اسلم fiili burada olduğu gibi ل harfi ceri ile kullanıldığı zaman, teslimiyet ve nefsi teslim etmek, itaat ve tam uymak manasına gelir veya o manayı da içine alır. (Elmalılı)
لَكَ car mecruru مُسْلِمَيْنِ ’nin mahzuf sıfatına müteallıktır. وَ atıf harfidir. مِنْ ذُرِّيَّتِ car mecruru mahzuf fiile müteallıktır. Takdiri واجعل من ذريتنا şeklindedir. اُمَّةً kelimesi mahzuf fiilin ikinci mef’ûludur. مُسْلِمَةً ise اُمَّةً kelimesinin sıfatıdır. لَكَ car mecruru مُسْلِمَةً kelimesine müteallıktır.
وَاَرِنَا مَنَاسِكَنَا وَتُبْ عَلَيْنَاۚ
وَ atıf harfidir. اَرِنَا illet harfinin hazfiyle mebni emir fiildir. Fail ise müstetir zamir أنت dir. Fiile bitişmiş olan نا zamiri mef’ûlun bih olarak mahallen mansubtur. مَنَاسِكَ ikinci mef’ûlun bih olarak fetha ile mansubtur. Mütekellim zamiri نَا muzâfun ileyh olarak mahallen mecrurdur. وَتُبْ عَلَيْنَا ifadesi اجْعَلْنَا fiiline atfedilmiştir. تُبْ sükun üzere mebni emir fiildir. عَلَيْنَاۚ car mecruru تُبْ fiiline müteallıktır.
اَرِنَا [Bize göster] kelimesi, “gördü ve bildi” manasına gelen رَأى fiilinden gelmektedir. Bu sebeple; iki mef‘ûl almıştır; “Bize hacda yapacağımız ibadet şekillerimizi göster ve bunları bize tarif et” demektir. Bunun “kurban kesme yerlerimizi bize göster” manasına geldiğini söyleyenler de olmuştur. (Keşşâf)

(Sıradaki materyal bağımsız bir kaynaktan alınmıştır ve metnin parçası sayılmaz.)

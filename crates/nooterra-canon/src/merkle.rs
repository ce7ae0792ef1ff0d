//! Merkle inclusion proofs over a batch of sibling leaf hashes, used by
//! the event-chain engine to let an external proof-bundle producer verify
//! a single event's membership without replaying an entire stream.

use crate::canon::sha256_hex;

fn hash_pair(left: &str, right: &str) -> String {
    sha256_hex(format!("{left}{right}").as_bytes())
}

pub fn merkle_root(leaves: &[String]) -> Option<String> {
    if leaves.is_empty() {
        return None;
    }
    let mut layer: Vec<String> = leaves.to_vec();
    while layer.len() > 1 {
        let mut next = Vec::with_capacity(layer.len().div_ceil(2));
        for chunk in layer.chunks(2) {
            let left = &chunk[0];
            let right = chunk.get(1).unwrap_or(left);
            next.push(hash_pair(left, right));
        }
        layer = next;
    }
    layer.into_iter().next()
}

#[derive(Debug, Clone, PartialEq, Eq)]
pub struct MerkleStep {
    pub is_left_sibling: bool,
    pub hash: String,
}

pub fn merkle_proof(leaves: &[String], index: usize) -> Vec<MerkleStep> {
    if leaves.is_empty() || index >= leaves.len() {
        return Vec::new();
    }

    let mut proof = Vec::new();
    let mut layer: Vec<String> = leaves.to_vec();
    let mut idx = index;

    while layer.len() > 1 {
        let sibling_idx = if idx % 2 == 0 { idx + 1 } else { idx - 1 };
        if sibling_idx < layer.len() {
            proof.push(MerkleStep {
                is_left_sibling: idx % 2 == 1,
                hash: layer[sibling_idx].clone(),
            });
        } else {
            proof.push(MerkleStep {
                is_left_sibling: false,
                hash: layer[idx].clone(),
            });
        }

        let mut next = Vec::with_capacity(layer.len().div_ceil(2));
        for chunk in layer.chunks(2) {
            let left = &chunk[0];
            let right = chunk.get(1).unwrap_or(left);
            next.push(hash_pair(left, right));
        }
        layer = next;
        idx /= 2;
    }

    proof
}

pub fn verify_merkle_proof(leaf: &str, proof: &[MerkleStep], root: &str) -> bool {
    let mut current = leaf.to_string();
    for step in proof {
        current = if step.is_left_sibling {
            hash_pair(&step.hash, &current)
        } else {
            hash_pair(&current, &step.hash)
        };
    }
    current == root
}

#[cfg(test)]
mod tests {
    use super::*;

    fn leaves(n: usize) -> Vec<String> {
        (0..n).map(|i| sha256_hex(&[i as u8])).collect()
    }

    #[test]
    fn root_is_deterministic() {
        let l = leaves(4);
        let root1 = merkle_root(&l).unwrap();
        let root2 = merkle_root(&l).unwrap();
        assert_eq!(root1, root2);
    }

    #[test]
    fn proofs_verify_for_every_leaf() {
        let l = leaves(5);
        let root = merkle_root(&l).unwrap();
        for (i, leaf) in l.iter().enumerate() {
            let proof = merkle_proof(&l, i);
            assert!(verify_merkle_proof(leaf, &proof, &root));
        }
    }

    #[test]
    fn tampered_leaf_fails_verification() {
        let l = leaves(4);
        let root = merkle_root(&l).unwrap();
        let proof = merkle_proof(&l, 0);
        let wrong_leaf = sha256_hex(b"wrong");
        assert!(!verify_merkle_proof(&wrong_leaf, &proof, &root));
    }
}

Buradaki اَرِنَا dileği gözün görmesiyle ilgilidir. O bakımdan iki mef'ûl alan geçişli fiil olmuştur. Kalbin görmesi ile ilgili olduğu da söylenmiştir. Ancak bu görüşü savunan kimseye karşı delil olarak kalbin görmesiyle ilgili fiilin üç tane mef'ûl alması gerektiği söylenilir. İbn Atiyye der ki: Kalbin görmesi ile ilgili olarak kullanılan ‘gösterme’ fiilinin başına hemze gelip o şekilde kullanılmış ise iki mef'ûle geçiş yapmakla yetinilir. (Kurtubî)

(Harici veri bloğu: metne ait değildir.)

#[cfg(test)]
mod tests {
    use super::*;
    use nooterra_crypto::KeyRole;
    use nooterra_ledger::WalletLedger;
    use nooterra_runs::{InlineSettlement, SettlementPolicy};
    use nooterra_store::InMemoryStore;

    async fn setup() -> (DisputeEngine, TenantId, AgentId, AgentId) {
        let store: Arc<dyn Store> = Arc::new(InMemoryStore::new());
        let engine = DisputeEngine::new(store);
        let tenant = TenantId::new();
        let payer = AgentId::new();
        let payee = AgentId::new();
        engine.runs().ledger().open_wallet(&tenant, &payer, "USD").await.unwrap();
        engine.runs().ledger().open_wallet(&tenant, &payee, "USD").await.unwrap();
        engine
            .runs()
            .ledger()
            .credit(&tenant, &payer, 10_000, "top_up", "seed")
            .await
            .unwrap();
        (engine, tenant, payer, payee)
    }

    #[tokio::test]
    async fn dispute_open_close_adjusts_settlement_and_wallets() {
        let (engine, tenant, payer, payee) = setup().await;
        let (run, _) = engine
            .runs()
            .create_run(
                &tenant,
                &payee,
                serde_json::json!({}),
                Some(InlineSettlement {
                    payer_agent_id: payer.clone(),
                    amount_cents: 1000,
                    currency: "USD".to_string(),
                    dispute_window_days: 7,
                    decision_policy_hash: None,
                }),
            )
            .await
            .unwrap();

        let policy = SettlementPolicy::default();
        let (_, run, _) = engine
            .runs()
            .append_event(&tenant, &run.run_id, "RUN_STARTED", serde_json::json!({}), run.last_chain_hash.as_ref(), None, &policy)
            .await
            .unwrap();
        let (_, run, settlement) = engine
            .runs()
            .append_event(
                &tenant,
                &run.run_id,
                "RUN_COMPLETED",
                serde_json::json!({}),
                run.last_chain_hash.as_ref(),
                Some(nooterra_types::types::VerificationStatus::Amber),
                &policy,
            )
            .await
            .unwrap();
        let settlement = settlement.unwrap();
        assert_eq!(settlement.decision_status, nooterra_types::types::DecisionStatus::ManualReviewRequired);
        let _ = run;

        let (dispute, settlement) = engine
            .open_dispute(
                &tenant,
                &settlement.run_id,
                &payee,
                "quality",
                "high",
                "in_app",
                EscalationLevel::L1Counterparty,
                vec!["evidence://run/output.json".to_string()],
            )
            .await
            .unwrap();
        assert_eq!(settlement.dispute_status, DisputeStatus::Open);

        let dispute = engine.escalate(&tenant, &dispute.dispute_id, EscalationLevel::L2Arbiter).await.unwrap();

        let keys = KeyRegistry::new();
        let (arbiter_key, _) = keys.generate_tenant_key(KeyRole::Operator, tenant.clone()).unwrap();

        let (dispute, settlement) = engine
            .close_with_verdict(
                &tenant,
                &dispute.dispute_id,
                &keys,
                &arbiter_key,
                VerdictOutcome::Partial,
                SettlementAdjustmentKind::HoldbackRelease,
                75,
                "partial release after review",
            )
            .await
            .unwrap();

        assert_eq!(dispute.status, DisputeStatus::Closed);
        assert!(settlement.arbitration_override);
        assert_eq!(settlement.released_amount_cents, 750);

        let payee_wallet = engine.runs().ledger().get_wallet(&tenant, &payee).await.unwrap().unwrap();
        assert_eq!(payee_wallet.available_cents, 750);
    }

    #[tokio::test]
    async fn escalation_cannot_move_backward() {
        let (engine, tenant, payer, payee) = setup().await;
        let (run, _) = engine
            .runs()
            .create_run(
                &tenant,
                &payee,
                serde_json::json!({}),
                Some(InlineSettlement {
                    payer_agent_id: payer.clone(),
                    amount_cents: 500,
                    currency: "USD".to_string(),
                    dispute_window_days: 7,
                    decision_policy_hash: None,
                }),
            )
            .await
            .unwrap();

        let (dispute, _) = engine
            .open_dispute(
                &tenant,
                &run.run_id,
                &payee,
                "quality",
                "low",
                "email",
                EscalationLevel::L2Arbiter,
                vec![],
            )
            .await
            .unwrap();

        let err = engine
            .escalate(&tenant, &dispute.dispute_id, EscalationLevel::L1Counterparty)
            .await
            .unwrap_err();
        assert_eq!(err.code(), "DISPUTE_INVALID_TRANSITION");
    }
}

مَنَاسِكَ kelimesinin kökü نسكَ kelimesidir. Bu kelime en ağır ibadet demektir. Bunun için bu kelime daha çok hac ibadetleri için kullanılır. Çünkü hac ibadetlerinde külfetin yanında adetlerden ve alışkanlıklardan uzaklaşma sözkonusudur.

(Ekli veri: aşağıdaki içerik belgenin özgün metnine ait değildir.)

/// One entry in a bid's counter-offer chain (`MarketplaceBidProposal.v1`).
/// `prev_proposal_hash` links it to the proposal it supersedes, mirroring
/// the event chain's `prevChainHash` linkage at a smaller scope.
#[derive(Debug, Clone, PartialEq, Serialize, Deserialize)]
pub struct BidProposal {
    pub proposal_id: crate::ids::ProposalId,
    pub bid_id: BidId,
    pub proposed_by_agent_id: AgentId,
    pub terms: serde_json::Value,
    pub price_cents: i64,
    pub prev_proposal_hash: Option<ContentHash>,
    pub proposal_hash: ContentHash,
    pub created_at: DateTime<Utc>,
}

/// The result of a negotiation: a bilateral agreement, valid once the
/// accepting agent's acceptance signature and the policy binding are both
/// attached.
#[derive(Debug, Clone, PartialEq, Serialize, Deserialize)]
pub struct Agreement {
    pub agreement_id: crate::ids::AgreementId,
    pub tenant_id: TenantId,
    pub rfq_id: RfqId,
    pub bid_id: BidId,
    pub run_id: Option<RunId>,
    pub terms: serde_json::Value,
    pub price_cents: i64,
    pub task_agreement_artifact_hash: Option<ContentHash>,
    pub acceptance_artifact_hash: Option<ContentHash>,
    pub policy_binding_artifact_hash: Option<ContentHash>,
    pub created_at: DateTime<Utc>,
}

impl Agreement {
    pub fn is_accepted(&self) -> bool {
        self.task_agreement_artifact_hash.is_some()
            && self.acceptance_artifact_hash.is_some()
            && self.policy_binding_artifact_hash.is_some()
    }
}

/// A bounded delegation of authority from one agent to another (or to an
/// operator), scoped by an explicit action allowlist and expiry.
#[derive(Debug, Clone, PartialEq, Serialize, Deserialize)]
pub struct Delegation {
    pub delegation_id: DelegationId,
    pub tenant_id: TenantId,
    pub grantor_agent_id: AgentId,
    pub grantee_agent_id: AgentId,
    pub allowed_actions: Vec<String>,
    pub max_amount_cents: Option<i64>,
    pub expires_at: DateTime<Utc>,
    pub created_at: DateTime<Utc>,
    pub revoked_at: Option<DateTime<Utc>>,
}

impl Delegation {
    pub fn is_active(&self, now: DateTime<Utc>) -> bool {
        self.revoked_at.is_none() && now < self.expires_at
    }

    pub fn permits(&self, action: &str) -> bool {
        self.allowed_actions.iter().any(|a| a == action)
    }
}

/// Dispute lifecycle attached to a `RunSettlement`.
#[derive(Debug, Clone, Copy, PartialEq, Eq, Serialize, Deserialize)]
#[serde(rename_all = "snake_case")]
pub enum EscalationLevel {
    L1Counterparty,
    L2Arbiter,
    L3External,
}

impl EscalationLevel {
    /// Escalation may only move forward.
    pub fn can_escalate_to(&self, next: EscalationLevel) -> bool {
        self.rank() < next.rank()
    }

    fn rank(&self) -> u8 {
        match self {
            EscalationLevel::L1Counterparty => 0,
            EscalationLevel::L2Arbiter => 1,
            EscalationLevel::L3External => 2,
        }
    }
}

#[derive(Debug, Clone, PartialEq, Serialize, Deserialize)]
pub struct Dispute {
    pub dispute_id: DisputeId,
    pub tenant_id: TenantId,
    pub settlement_id: SettlementId,
    pub run_id: RunId,
    pub opened_by_agent_id: AgentId,
    pub dispute_type: String,
    pub dispute_priority: String,
    pub dispute_channel: String,
    pub escalation_level: EscalationLevel,
    pub status: DisputeStatus,
    pub evidence_refs: Vec<String>,
    pub verdict_artifact_hash: Option<ContentHash>,
    pub adjustment_artifact_hash: Option<ContentHash>,
    pub revision: u64,
    pub opened_at: DateTime<Utc>,
    pub closed_at: Option<DateTime<Utc>>,
}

اِنَّكَ اَنْتَ التَّوَّابُ الرَّح۪يمُ
اِنَّ tekid harfidir. İsim cümlesinin önüne gelir. İsmini nasb haberini ref eder. كَ muttasıl zamiri اِنَّ ’nin ismi olarak mahallen mansubtur. اَنْتَ fasıl zamiridir. التَّوَّابُ kelimesi اِنَّ ’nin haberidir. الرَّح۪يمُ ise ikinci haberidir.
رَبَّنَا وَاجْعَلْنَا مُسْلِمَيْنِ لَكَ وَمِنْ ذُرِّيَّتِنَٓا اُمَّةً مُسْلِمَةً لَكَۖ
Ayet, istirham için itiraziyye olarak fasılla gelmiştir. Nida üslubunda talebi inşai isnaddır. Nida harfinin hazfi îcâz-ı hazif sanatıdır.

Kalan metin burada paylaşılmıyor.